Abdelbaki kicked off the conversation by laying out the options available for patients with newly diagnosed pLGG and future treatments that might become available to them. Abdelbaki noted how dabrafenib (Tafinlar) and trametinib (Mekinist) are part of the current standard of care for patients with pLGG harboring BRAF V600E mutations. However, a targeted therapy for patients with newly diagnosed pLGG with BRAF fusions has yet to be approved, Abdelbaki added. Abdelbaki said that despite the lack of targeted therapy options for this subgroup of patients with newly diagnosed pLGG, there are multiple ongoing clinical trials that are evaluating targeted therapies combined with chemotherapy.
Abdelbaki then moved into a discussion about targeted treatment options for patients with pLGG in the recurrent setting, specifically citing tovorafenib (Ojemda). In April 2024, tovorafenib was granted accelerated approval from the FDA for relapsed or refractory BRAF-positive pLGG, based on early results from the FIREFLY-1 trial that showed an objective response rate (ORR) of 52% in patients with pLGG harboring BRAF fusions (n = 64). Since then, updated results from the trial have shown that at a median follow-up of 40.6 months, patients with pLGG (n = 76) have achieved an ORR of 53%.

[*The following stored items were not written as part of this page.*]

// SPDX-License-Identifier: AGPL-3.0-or-later
//
// Copyright (C) 2026 Relational Network

use std::sync::Arc;

use relational_auth::{
    api::router,
    auth::{Signer, SigningKeys},
    clock::SystemClock,
    config::Config,
    logging,
    state::AppState,
    store::{RedisStore, RevocationStore},
    users::InMemoryUserRepository,
};
use tokio::signal;
use tokio_util::sync::CancellationToken;
use tracing::{error, info};

#[tokio::main]
async fn main() -> Result<(), Box<dyn std::error::Error>> {
    let config = Config::from_env()?;
    logging::init(config.log_format);

    info!("Starting Relational Auth");

    let keys = SigningKeys::from_files(&config.signing_key_path, &config.verifying_key_path)
        .map_err(|e| {
            error!(error = %e, "failed to load signing keys");
            e
        })?;
    info!("Signing keys loaded");

    info!(url = %config.redis_url, "Connecting to revocation store...");
    let store = RedisStore::connect(&config.redis_url, config.redis_key_prefix.clone())
        .await
        .map_err(|e| {
            error!(error = %e, "failed to connect to revocation store");
            e
        })?;
    let store: Arc<dyn RevocationStore> = Arc::new(store);

    let signer = Signer::new(Arc::new(keys), store, Arc::new(SystemClock));
    let state = AppState::new(signer, Arc::new(InMemoryUserRepository::new()));
    let app = router(state);

    let addr = config.bind_addr();
    let listener = tokio::net::TcpListener::bind(addr).await?;
    info!("Relational Auth listening on http://{addr} (docs at /docs)");

    let shutdown = CancellationToken::new();
    tokio::spawn(shutdown_signal(shutdown.clone()));

    axum::serve(listener, app)
        .with_graceful_shutdown(shutdown.cancelled_owned())
        .await?;

    info!("Relational Auth shutdown complete");
    Ok(())
}

/// Cancels `shutdown` on SIGINT or SIGTERM.
async fn shutdown_signal(shutdown: CancellationToken) {
    let ctrl_c = async {
        match signal::ctrl_c().await {
            Ok(()) => info!("Received SIGINT, starting graceful shutdown..."),
            Err(e) => error!("Failed to listen for SIGINT: {}", e),
        }
    };

    #[cfg(unix)]
    let terminate = async {
        match signal::unix::signal(signal::unix::SignalKind::terminate()) {
            Ok(mut stream) => {
                stream.recv().await;
                info!("Received SIGTERM, starting graceful shutdown...");
            }
            Err(e) => {
                error!("Failed to listen for SIGTERM: {}", e);
                std::future::pending::<()>().await;
            }
        }
    };

    #[cfg(not(unix))]
    let terminate = std::future::pending::<()>();

    tokio::select! {
        _ = ctrl_c => {}
        _ = terminate => {}
    }

    shutdown.cancel();
}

Factors like how well patients tolerate initial therapies, what kinds of treatments are used, and the timetable in which they occur are all crucial to Abdelbaki in determining which treatment to utilize for recurrent pLGG. In patients where dabrafenib and trametinib are well tolerated initially, restarting the therapy at recurrence of pLGG is an acceptable approach, according to Abdelbaki. However, Abdelbaki mentioned that in patients diagnosed with pLGG with BRAF V600E mutations who had not previously received dabrafenib and trametinib, considering tovorafenib in the recurrent setting might be an appropriate course of action. For patients diagnosed with pLGG with BRAF fusion in the recurrent setting, Abdelbaki stated that tovorafenib would be a favorable option, regardless of prior therapy.